The HSBC Trade Confidence Index, the broadest international survey of small to mid-sized businesses engaged in cross-border trade, found that U.S. businesses are growing more optimistic about the global economy, with 59 percent of businesses expecting growth (up 13 percent from 2H10). Furthermore, the percentage associated with businesses that feel the global economy will decline over the next six months has fallen from 26 percent in the second half of 2010 to 19 percent.
"We are seeing more positive sentiment among U.S. businesses about the prospects global trade offers their businesses," said William Nowicki, Executive Vice President and Head of Trade and Supply Chain North America at HSBC. "U.S. businesses increasingly recognize the opportunities that are driven by intra-regional and emerging market trading as trade continues to be viewed as a catalyst for future global economic advancement."
The HSBC Trade Confidence Index covers a total of 21 markets - including key economies in the Asia-Pacific region, Middle East and North Africa (MENA), Latin America, North America and Europe. It is the largest trade confidence survey globally. The current survey comprises six month views of 6,390 exporters, importers and traders from small and mid-market enterprises on: trade volume; buyer and supplier risks; the need for trade finance; access to trade finance; and the impact of foreign exchange on their businesses.
Positive sentiment about trade activity and growth remains highest among the emerging markets with India (140), Saudi Arabia (132), Mexico (125) closely followed by Indonesia (123), Turkey (122), UAE and Singapore (both at 121). In the developed world, sentiment was positive in most cases with the U.S., Canada, Germany and Australia registering the highest levels of confidence.
Among the key findings of the HSBC Trade Confidence Index: foreign exchange fluctuations and cost of essential services are seen as major barriers to growth while government trade regulation as a trade barrier fell 10 percent over the last year. In addition, suppliers are becoming increasingly selective about the "buyers" they do business with as a way to mitigate risk of non-payment. Doing less business with particularly buyers jumped 17 percent from September 2010 while strategies around payment terms such as advanced payments, tightened terms and duration fell a combined 15 percent.
Other noteworthy U.S. findings of the HSBC Trade Confidence Index include:
- U.S. companies continue to have a strong interest in trade with Greater China, which respondents selected as the most promising region for trade growth in the next six months.
- A trend that is likely to continue is a decline of U.S. trade with Canada as more businesses focus on trade growth with Latin America. The region came in second as the most promising region for trade growth in the next six months followed by Canada.

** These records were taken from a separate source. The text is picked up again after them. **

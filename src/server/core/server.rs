use std::path::PathBuf;

use log::{error, info};
use tokio::net::TcpListener;
use tokio::signal;

use crate::builder::Subscription;
use crate::server::app::create_app;
use crate::server::config::ServerConfig;
use crate::server::utils::browser::open_browser;
use crate::utils::error::{BananaError, BananaResult};

/// Serve `destination` over HTTP until Ctrl+C
///
/// A watch subscription, when given, is closed after the server stops.
pub async fn serve(
    server_config: &ServerConfig,
    destination: PathBuf,
    subscription: Option<Subscription>,
) -> BananaResult<()> {
    let address = server_config.address_string();
    let listener = TcpListener::bind(&address)
        .await
        .map_err(|e| BananaError::serve(&address, e))?;

    let result = run(listener, server_config, destination).await;

    if let Some(mut subscription) = subscription {
        // Joining the rebuild worker may wait for an in-flight build
        let closed = tokio::task::spawn_blocking(move || subscription.close()).await;
        if let Err(e) = closed {
            error!("Failed to stop watcher: {}", e);
        }
    }

    result.map_err(|e| BananaError::serve(address, e))
}

async fn run(listener: TcpListener, server_config: &ServerConfig, destination: PathBuf) -> std::io::Result<()> {
    info!("Serving {} at {}", destination.display(), server_config.url());
    info!("Press Ctrl+C to stop");

    if server_config.open_url {
        let url = server_config.url();
        info!("Opening browser at {}", url);
        open_browser(&url);
    }

    axum::serve(listener, create_app(destination))
        .with_graceful_shutdown(shutdown_signal())
        .await
}

async fn shutdown_signal() {
    match signal::ctrl_c().await {
        Ok(()) => info!("Shutting down server (received Ctrl+C)..."),
        Err(e) => error!("Cannot listen for Ctrl+C: {}", e),
    }
}
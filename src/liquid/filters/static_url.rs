use std::fmt;

use liquid_core::parser::{FilterArguments, ParameterReflection, ParseFilter};
use liquid_core::{FilterReflection, Result as LiquidResult, Runtime, Value, ValueView};

/// URL prefix under which the static tree is published
pub const STATIC_PREFIX: &str = "/static/";

/// Prefixes an asset path with `/static/`
#[derive(Debug, Clone)]
pub struct StaticFilter;

impl fmt::Display for StaticFilter {
    fn fmt(&self, f: &mut fmt::Formatter<'_>) -> fmt::Result {
        write!(f, "static")
    }
}

impl liquid_core::Filter for StaticFilter {
    fn evaluate(&self, input: &dyn ValueView, _runtime: &dyn Runtime) -> LiquidResult<Value> {
        Ok(Value::scalar(format!("{}{}", STATIC_PREFIX, input.to_kstr())))
    }
}

/// Parse filter factory for static
#[derive(Debug, Clone)]
pub struct StaticFilterParser;

impl FilterReflection for StaticFilterParser {
    fn name(&self) -> &str {
        "static"
    }

    fn description(&self) -> &str {
        "Turns a path relative to the static directory into a site URL"
    }

    fn positional_parameters(&self) -> &'static [ParameterReflection] {
        &[]
    }

    fn keyword_parameters(&self) -> &'static [ParameterReflection] {
        &[]
    }
}

impl ParseFilter for StaticFilterParser {
    fn parse(&self, _args: FilterArguments) -> LiquidResult<Box<dyn liquid_core::Filter>> {
        Ok(Box::new(StaticFilter))
    }

    fn reflection(&self) -> &dyn FilterReflection {
        self
    }
}
use std::sync::atomic::{AtomicBool, Ordering};
use std::sync::mpsc::{sync_channel, Receiver, SyncSender, TrySendError};
use std::sync::Arc;
use std::thread::{self, JoinHandle};

use log::{debug, error};

use crate::utils::error::{BananaError, BananaResult};

/// Sending half of the capacity-one rebuild channel
#[derive(Debug, Clone)]
pub struct RebuildSignal {
    sender: SyncSender<()>,
}

impl RebuildSignal {
    /// Ask for a rebuild; returns `false` when one is already pending
    pub fn request(&self) -> bool {
        match self.sender.try_send(()) {
            Ok(()) => true,
            Err(TrySendError::Full(())) => {
                debug!("Rebuild already pending");
                false
            }
            Err(TrySendError::Disconnected(())) => false,
        }
    }
}

/// Create the coalescing channel between the event handler and the worker
pub fn rebuild_channel() -> (RebuildSignal, Receiver<()>) {
    let (sender, receiver) = sync_channel(1);
    (RebuildSignal { sender }, receiver)
}

/// Thread that runs one rebuild per pending request
///
/// The worker blocks on the request channel. Shutdown sets the closed flag
/// and pushes one wake-up through the same channel; a full channel already
/// guarantees a wake-up.
pub struct RebuildWorker {
    closed: Arc<AtomicBool>,
    waker: RebuildSignal,
    handle: Option<JoinHandle<()>>,
}

impl RebuildWorker {
    pub fn spawn<F>(signal: &RebuildSignal, requests: Receiver<()>, mut rebuild: F) -> BananaResult<Self>
    where
        F: FnMut() -> BananaResult<()> + Send + 'static,
    {
        let closed = Arc::new(AtomicBool::new(false));
        let worker_closed = Arc::clone(&closed);

        let handle = thread::Builder::new()
            .name("banana-rebuild".into())
            .spawn(move || {
                while requests.recv().is_ok() {
                    if worker_closed.load(Ordering::SeqCst) {
                        break;
                    }
                    if let Err(e) = rebuild() {
                        error!("Rebuild failed: {}", e);
                    }
                }
                debug!("Rebuild worker stopped");
            })
            .map_err(|e| BananaError::watch(format!("cannot start rebuild worker: {}", e)))?;

        Ok(RebuildWorker {
            closed,
            waker: signal.clone(),
            handle: Some(handle),
        })
    }

    /// Stop the worker; a rebuild already running is allowed to finish
    pub fn shutdown(&mut self) {
        self.closed.store(true, Ordering::SeqCst);
        let _ = self.waker.sender.try_send(());
        if let Some(handle) = self.handle.take() {
            if handle.join().is_err() {
                error!("Rebuild worker panicked");
            }
        }
    }
}

impl Drop for RebuildWorker {
    fn drop(&mut self) {
        self.shutdown();
    }
}
use std::path::PathBuf;

/// Name of the on-disk site configuration file
pub const CONFIG_FILE: &str = "banana.yml";

pub const POSTS_DIR: &str = "posts";
pub const PAGES_DIR: &str = "pages";
pub const LAYOUTS_DIR: &str = "layouts";
pub const STATIC_DIR: &str = "static";

pub const INDEX_TEMPLATE: &str = "index.tmpl";

/// Suffix shared by layouts and standalone pages
pub const TEMPLATE_EXTENSION: &str = "tmpl";

pub fn default_source() -> PathBuf {
    PathBuf::from(".")
}

pub fn default_destination_name() -> &'static str {
    "_build"
}

pub fn default_post_layout() -> String {
    "post".to_string()
}

pub fn default_max_layout_depth() -> usize {
    32
}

- U.S. small to mid-size businesses continue to conduct the most trade with Canada followed by Latin America and Greater China. However, Southeast Asia has experienced a steady decline in trade with the U.S., falling a total of 29 percent over the course of the past two years.
- The majority of nations surveyed in the HSBC Index experienced an increase in trade activity, as well as an increased rating for their level of promise for trade growth in the next six months in comparison to 2H10.
"Trade with emerging markets has not only provided individual countries with a greater source of capital and a growing entrepreneurial prowess, but along with intra-regional trade, it has advanced the overall state of global trade," Nowicki stated. "Companies with roots extending around the world have hands-on experience and insight to help businesses better understand the trade growth opportunities on a global scale. When it comes to navigating the field, U.S. businesses must look for partners who have the experience to help them in all regions in which they conduct or plan to conduct trade."
The HSBC Trade Confidence Index also revealed:
- Almost 75 percent of the businesses surveyed expect the need for trade finance to maintain the same level with approximately 25 percent agreeing that their need will increase.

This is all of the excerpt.